All lines that hold the string "NonNull" should be copied. Find them in the listing below.

* Extracted information
***

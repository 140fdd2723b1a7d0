//! Page-aligned anonymous memory for the slab backing region.
//!
//! The slab takes its backing memory through allocator callbacks, and this
//! module is the default provider: anonymous mmap, page-aligned, lazily
//! faulted by the OS. It also hosts the two region-level services the slab
//! needs from the OS: discarding a retired region (after a resize) so its
//! pages read back as zero, and querying how much of a region is resident.

use std::io;
use std::ptr::NonNull;

use log::debug;

/// OS page size in bytes.
pub fn page_size() -> usize {
    #[cfg(unix)]
    {
        let size = unsafe { libc::sysconf(libc::_SC_PAGESIZE) };
        if size > 0 {
            return size as usize;
        }
    }
    4096
}

/// An anonymous, page-aligned memory region.
///
/// Pages are zero on first touch and stay unfaulted until used, so a large
/// region costs only virtual address space up front.
#[derive(Debug)]
pub struct SlabsAllocation {
    ptr: NonNull<u8>,
    size: usize,
}

impl SlabsAllocation {
    /// Map a new region of at least `size` bytes.
    pub fn allocate(size: usize) -> io::Result<SlabsAllocation> {
        if size == 0 {
            return Err(io::Error::new(
                io::ErrorKind::InvalidInput,
                "cannot allocate zero bytes",
            ));
        }

        let ptr = unsafe {
            libc::mmap(
                std::ptr::null_mut(),
                size,
                libc::PROT_READ | libc::PROT_WRITE,
                libc::MAP_PRIVATE | libc::MAP_ANONYMOUS,
                -1,
                0,
            )
        };
        if ptr == libc::MAP_FAILED {
            return Err(io::Error::last_os_error());
        }

        debug!("mapped {size} byte slab region at {ptr:p}");

        Ok(SlabsAllocation {
            ptr: unsafe { NonNull::new_unchecked(ptr as *mut u8) },
            size,
        })
    }

    /// Pointer to the start of the region.
    #[inline]
    pub fn as_ptr(&self) -> *mut u8 {
        self.ptr.as_ptr()
    }

    /// Region size in bytes.
    #[inline]
    pub fn size(&self) -> usize {
        self.size
    }

    /// Release ownership without unmapping; returns `(ptr, size)`.
    ///
    /// The mapping stays live until [`free`] is called on the returned
    /// pair.
    pub fn into_raw(self) -> (*mut u8, usize) {
        let raw = (self.ptr.as_ptr(), self.size);
        std::mem::forget(self);
        raw
    }
}

impl Drop for SlabsAllocation {
    fn drop(&mut self) {
        unsafe {
            let result = libc::munmap(self.ptr.as_ptr() as *mut libc::c_void, self.size);
            debug_assert_eq!(result, 0, "munmap failed");
        }
    }
}

// Safety: the region is raw memory with a stable address.
unsafe impl Send for SlabsAllocation {}
unsafe impl Sync for SlabsAllocation {}

/// Unmap a region previously released with [`SlabsAllocation::into_raw`].
///
/// # Safety
///
/// `ptr`/`size` must come from `into_raw` and the region must no longer be
/// referenced.
pub unsafe fn free(ptr: *mut u8, size: usize) {
    let result = unsafe { libc::munmap(ptr as *mut libc::c_void, size) };
    debug_assert_eq!(result, 0, "munmap failed");
}

/// Discard a region's pages. The mapping stays valid; subsequent reads
/// return zero. Used on the old region after a resize so stale CAS
/// attempts observe `begin == 0`.
///
/// # Safety
///
/// `ptr` must point to a live mapping of at least `size` bytes, and no
/// thread may rely on the region's contents after the call.
pub unsafe fn discard(ptr: *mut u8, size: usize) {
    #[cfg(target_os = "linux")]
    {
        let result = unsafe { libc::madvise(ptr as *mut libc::c_void, size, libc::MADV_DONTNEED) };
        if result == 0 {
            return;
        }
        debug!(
            "madvise(MADV_DONTNEED) failed: {}, zeroing instead",
            io::Error::last_os_error()
        );
    }
    // Portable fallback with the same observable effect.
    unsafe { std::ptr::write_bytes(ptr, 0, size) };
}

/// Bytes of the region currently backed by physical memory.
pub fn resident_bytes(ptr: *const u8, size: usize) -> io::Result<usize> {
    #[cfg(unix)]
    {
        let page = page_size();
        let pages = size.div_ceil(page);
        let mut vec = vec![0u8; pages];
        let result = unsafe {
            libc::mincore(
                ptr as *mut libc::c_void,
                size,
                vec.as_mut_ptr() as *mut _,
            )
        };
        if result != 0 {
            return Err(io::Error::last_os_error());
        }
        let resident_pages = vec.iter().filter(|&&page_state| page_state & 1 != 0).count();
        Ok(std::cmp::min(resident_pages * page, size))
    }
    #[cfg(not(unix))]
    {
        let _ = ptr;
        Ok(size)
    }
}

***

* Response to the exercise
use std::ptr::NonNull;
    ptr: NonNull<u8>,
            ptr: unsafe { NonNull::new_unchecked(ptr as *mut u8) },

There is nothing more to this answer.